Question: I was told that I had Cushing’s due to pituitary hyperplasia. What is this?
 
Answer: Pituitary, or corticotroph, hyperplasia has for many years been mentioned as a possible basis of Cushing’s disease (pituitary Cushing’s). The term hyperplasia means an increase in the number of cells, for example corticotroph cells that make ACTH. CRH, the hypothalamic hormone that stimulates the pituitary corticotroph to make and release ACTH, was isolated and sequenced by Dr. Wylie Vale in the early 1980s. That permitted the development of antibodies to CRH and permitted CRH levels to be measured. Within a few years, several patients who had an ectopic tumor that secreted CRH and who had hyperplasia of the pituitary corticotrophs were described. Continuous exposure to elevated CRH levels causes the number of ACTH secreting cells to increase, thus those patients have pituitary hyperplasia causing Cushing’s disease. However, patients with ectopic CRH production are extremely rare and only a few handfuls of patients are known to have this in all the published literature.

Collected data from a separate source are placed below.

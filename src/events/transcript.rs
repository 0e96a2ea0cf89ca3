use chrono::{DateTime, Utc};
use serde::{Deserialize, Serialize};
use std::fmt;

#[derive(Debug, Clone, Copy, PartialEq, Eq, Hash, Serialize, Deserialize)]
#[serde(rename_all = "lowercase")]
pub enum Speaker {
    User,
    Assistant,
}

impl fmt::Display for Speaker {
    fn fmt(&self, f: &mut fmt::Formatter<'_>) -> fmt::Result {
        match self {
            Speaker::User => write!(f, "user"),
            Speaker::Assistant => write!(f, "assistant"),
        }
    }
}

/// A piece of recognised speech, possibly partial
#[derive(Debug, Clone, PartialEq, Eq, Serialize, Deserialize)]
pub struct TranscriptFragment {
    pub speaker: Speaker,
    pub text: String,
    pub is_final: bool,
}

/// A finalised unit of speech for one speaker
#[derive(Debug, Clone, PartialEq, Eq, Serialize, Deserialize)]
pub struct Utterance {
    pub speaker: Speaker,
    pub text: String,
    pub finalized_at: DateTime<Utc>,
}

impl Utterance {
    pub fn fragment(&self) -> TranscriptFragment {
        TranscriptFragment {
            speaker: self.speaker,
            text: self.text.clone(),
            is_final: true,
        }
    }
}

/// Open (non-final) transcript text for one speaker
#[derive(Debug, Clone)]
pub struct TranscriptBuffer {
    speaker: Speaker,
    text: String,
    open: bool,
}

impl TranscriptBuffer {
    pub fn new(speaker: Speaker) -> Self {
        Self {
            speaker,
            text: String::new(),
            open: false,
        }
    }

    pub fn is_open(&self) -> bool {
        self.open
    }

    pub fn text(&self) -> &str {
        &self.text
    }

    /// Append an interim fragment, returning the accumulated text
    pub fn append(&mut self, delta: &str) -> &str {
        self.text.push_str(delta);
        self.open = true;
        &self.text
    }

    /// Drop any stale open text
    pub fn discard(&mut self) -> bool {
        let was_open = self.open;
        self.text.clear();
        self.open = false;
        was_open
    }

    /// Close the buffer into an utterance
    ///
    /// `authoritative` replaces the accumulated text when non-empty. Returns
    /// `None` when there is nothing to flush.
    pub fn finalize(&mut self, authoritative: Option<&str>) -> Option<Utterance> {
        let text = match authoritative {
            Some(t) if !t.is_empty() => t.to_string(),
            _ if self.open && !self.text.is_empty() => std::mem::take(&mut self.text),
            _ => {
                self.discard();
                return None;
            }
        };
        self.discard();

        Some(Utterance {
            speaker: self.speaker,
            text,
            finalized_at: Utc::now(),
        })
    }

    /// Flush accumulated interims; `None` if the buffer is not open
    pub fn flush(&mut self) -> Option<Utterance> {
        self.finalize(None)
    }
}
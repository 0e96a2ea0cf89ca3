// Integration tests for the HTTP control API
//
// Requests go straight into the router via tower's `oneshot`, backed by the
// same fake collaborators as the lifecycle tests.

mod common;

use axum::body::{to_bytes, Body};
use axum::http::{Request, StatusCode};
use axum::Router;
use common::Harness;
use companion_voice::{create_router, AppState, SessionConfig};
use serde_json::{json, Value};
use std::sync::atomic::Ordering;
use std::time::Duration;
use tower::ServiceExt;

fn router(harness: &Harness) -> Router {
    create_router(AppState::new(
        SessionConfig::default(),
        harness.collaborators(),
    ))
}

async fn call(router: &Router, method: &str, uri: &str, body: Option<Value>) -> (StatusCode, Value) {
    let request = Request::builder().method(method).uri(uri);
    let request = match body {
        Some(body) => request
            .header("content-type", "application/json")
            .body(Body::from(body.to_string()))
            .unwrap(),
        None => request.body(Body::empty()).unwrap(),
    };

    let response = router.clone().oneshot(request).await.unwrap();
    let status = response.status();
    let bytes = to_bytes(response.into_body(), usize::MAX).await.unwrap();
    let value = serde_json::from_slice(&bytes).unwrap_or(Value::Null);
    (status, value)
}

#[tokio::test]
async fn test_health_check() {
    let harness = Harness::new(60);
    let router = router(&harness);

    let response = router
        .oneshot(Request::builder().uri("/health").body(Body::empty()).unwrap())
        .await
        .unwrap();

    assert_eq!(response.status(), StatusCode::OK);
    let body = to_bytes(response.into_body(), usize::MAX).await.unwrap();
    assert_eq!(&body[..], b"OK");
}

#[tokio::test(start_paused = true)]
async fn test_session_round_trip() {
    let harness = Harness::new(60);
    let router = router(&harness);

    let (status, started) = call(&router, "POST", "/voice/u1/start", None).await;
    assert_eq!(status, StatusCode::OK);
    assert_eq!(started["status"], "active");
    let session_id = started["session_id"].as_str().unwrap().to_string();

    let (status, _) = call(&router, "POST", "/voice/u1/start", None).await;
    assert_eq!(status, StatusCode::CONFLICT);

    tokio::time::sleep(Duration::from_millis(1500)).await;

    let (status, stats) = call(&router, "GET", "/voice/u1/status", None).await;
    assert_eq!(status, StatusCode::OK);
    assert_eq!(stats["session_id"], session_id.as_str());
    assert_eq!(stats["state"], "active");
    assert_eq!(stats["elapsed_seconds"], 1);
    assert_eq!(stats["remaining_budget_seconds"], 59);

    let (status, _) = call(
        &router,
        "POST",
        "/voice/u1/text",
        Some(json!({ "text": "tell me a joke" })),
    )
    .await;
    assert_eq!(status, StatusCode::NO_CONTENT);
    assert_eq!(harness.transports.last().sent_frames().len(), 2);

    let (status, stopped) = call(&router, "POST", "/voice/u1/stop", None).await;
    assert_eq!(status, StatusCode::OK);
    assert_eq!(stopped["status"], "stopped");
    assert_eq!(stopped["stats"]["state"], "ended");
    assert_eq!(stopped["stats"]["end_reason"]["reason"], "stopped");

    let (status, stopped_again) = call(&router, "POST", "/voice/u1/stop", None).await;
    assert_eq!(status, StatusCode::CONFLICT);
    assert_eq!(stopped_again["kind"], "not_active");

    let (status, stats) = call(&router, "GET", "/voice/u1/status", None).await;
    assert_eq!(status, StatusCode::OK);
    assert_eq!(stats["state"], "ended");
}

#[tokio::test(start_paused = true)]
async fn test_transcript_collects_final_utterances() {
    let harness = Harness::new(60);
    let router = router(&harness);

    let (status, _) = call(&router, "POST", "/voice/u1/start", None).await;
    assert_eq!(status, StatusCode::OK);

    let transport = harness.transports.last();
    transport
        .inject_frame(r#"{"type":"conversation.item.input_audio_transcription.delta","item_id":"u1","delta":"hi"}"#)
        .await;
    transport
        .inject_frame(r#"{"type":"conversation.item.input_audio_transcription.completed","item_id":"u1","transcript":"Hi!"}"#)
        .await;
    transport
        .inject_frame(r#"{"type":"response.audio_transcript.done","item_id":"a1","transcript":"Hello, friend."}"#)
        .await;
    tokio::time::sleep(Duration::from_millis(50)).await;

    let (status, transcript) = call(&router, "GET", "/voice/u1/transcript", None).await;
    assert_eq!(status, StatusCode::OK);
    assert_eq!(transcript["user_id"], "u1");

    let utterances = transcript["utterances"].as_array().unwrap();
    assert_eq!(utterances.len(), 2);
    assert_eq!(utterances[0]["speaker"], "user");
    assert_eq!(utterances[0]["text"], "Hi!");
    assert_eq!(utterances[1]["speaker"], "assistant");
    assert_eq!(utterances[1]["text"], "Hello, friend.");

    // A new session starts with an empty transcript
    call(&router, "POST", "/voice/u1/stop", None).await;
    call(&router, "POST", "/voice/u1/start", None).await;
    tokio::time::sleep(Duration::from_millis(50)).await;

    let (_, transcript) = call(&router, "GET", "/voice/u1/transcript", None).await;
    assert!(transcript["utterances"].as_array().unwrap().is_empty());
}

#[tokio::test]
async fn test_unknown_user_is_not_found() {
    let harness = Harness::new(60);
    let router = router(&harness);

    for (method, uri) in [
        ("GET", "/voice/ghost/status"),
        ("GET", "/voice/ghost/transcript"),
        ("POST", "/voice/ghost/stop"),
    ] {
        let (status, _) = call(&router, method, uri, None).await;
        assert_eq!(status, StatusCode::NOT_FOUND, "{} {}", method, uri);
    }
}

#[tokio::test]
async fn test_budget_exhausted_is_429() {
    let harness = Harness::new(0);
    let router = router(&harness);

    let (status, body) = call(&router, "POST", "/voice/u1/start", None).await;

    assert_eq!(status, StatusCode::TOO_MANY_REQUESTS);
    assert_eq!(body["kind"], "budget_exhausted");
}

#[tokio::test]
async fn test_media_permission_is_403() {
    let harness = Harness::new(60);
    harness.media.deny.store(true, Ordering::SeqCst);
    let router = router(&harness);

    let (status, body) = call(&router, "POST", "/voice/u1/start", None).await;

    assert_eq!(status, StatusCode::FORBIDDEN);
    assert_eq!(body["kind"], "media_permission");
}

#[tokio::test]
async fn test_remote_rejection_is_502() {
    let harness = Harness::new(60);
    *harness.negotiator.reject.lock().unwrap() = Some(401);
    let router = router(&harness);

    let (status, body) = call(&router, "POST", "/voice/u1/start", None).await;

    assert_eq!(status, StatusCode::BAD_GATEWAY);
    assert_eq!(body["kind"], "remote_rejection");
    assert_eq!(harness.media.open_captures(), 0);
}

#[tokio::test]
async fn test_text_without_session_is_conflict() {
    let harness = Harness::new(60);
    let router = router(&harness);

    // The manager exists but its session has ended
    let (status, _) = call(&router, "POST", "/voice/u1/start", None).await;
    assert_eq!(status, StatusCode::OK);
    call(&router, "POST", "/voice/u1/stop", None).await;

    let (status, body) = call(
        &router,
        "POST",
        "/voice/u1/text",
        Some(json!({ "text": "anyone there?" })),
    )
    .await;
    assert_eq!(status, StatusCode::CONFLICT);
    assert_eq!(body["kind"], "not_active");
}

#[tokio::test(start_paused = true)]
async fn test_evict_releases_idle_user() {
    let harness = Harness::new(60);
    let router = router(&harness);

    call(&router, "POST", "/voice/u1/start", None).await;

    // Live sessions are never evicted
    let (status, body) = call(&router, "DELETE", "/voice/u1", None).await;
    assert_eq!(status, StatusCode::CONFLICT);
    assert_eq!(body["kind"], "invalid_state");

    call(&router, "POST", "/voice/u1/stop", None).await;

    let (status, _) = call(&router, "DELETE", "/voice/u1", None).await;
    assert_eq!(status, StatusCode::NO_CONTENT);

    let (status, _) = call(&router, "GET", "/voice/u1/status", None).await;
    assert_eq!(status, StatusCode::NOT_FOUND);
    let (status, _) = call(&router, "DELETE", "/voice/u1", None).await;
    assert_eq!(status, StatusCode::NOT_FOUND);

    // A fresh manager is created on the next start
    let (status, _) = call(&router, "POST", "/voice/u1/start", None).await;
    assert_eq!(status, StatusCode::OK);
}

A more common circumstance is that of a patient who has surgery for a diagnosis of Cushing’s disease and no tumor is found, but the normal gland that is biopsied has corticotroph cells that stain positive for ACTH. Since patients with Cushing’s disease do not produce their own ACTH-cortisol for weeks to months after selective removal of an ACTH-producing tumor, it is assumed by many physicians that the normal corticotrophs will not stain for ACTH if the normal gland is sampled during pituitary surgery for Cushing’s disease. Thus, in the presence of this ACTH staining of the normal corticotrophs, the patient may be advised that they have pituitary hyperplasia. However, this is an erroneous diagnosis, as the normal corticotrophs always (that is, ALWAYS) stain positive for ACTH in patients with Cushing’s disease. Thus, if no tumor can be found during surgical exploration of the pituitary in a patient with a diagnosis of Cushing’s disease and a portion of the normal gland is removed, the corticotrophs of the normal gland will stain for ACTH and the patient may be misdiagnosed as having pituitary hyperplasia if their doctors do not know that the normal corticotrophs always show ACTH staining in patients with Cushing’s disease. In an experience of 1300-1400 patients with surgery for Cushing’s disease I have not seen, or known about, a convincing case of pituitary hyperplasia that was not one of these rare instances of ectopic CRH production.

Thus, the only generally accepted basis of corticotroph hyperplasia as the cause of Cushing’s disease today is ectopic CRH production. Today the peripheral blood can be assayed for CRH to test for the presence of this very rare syndrome.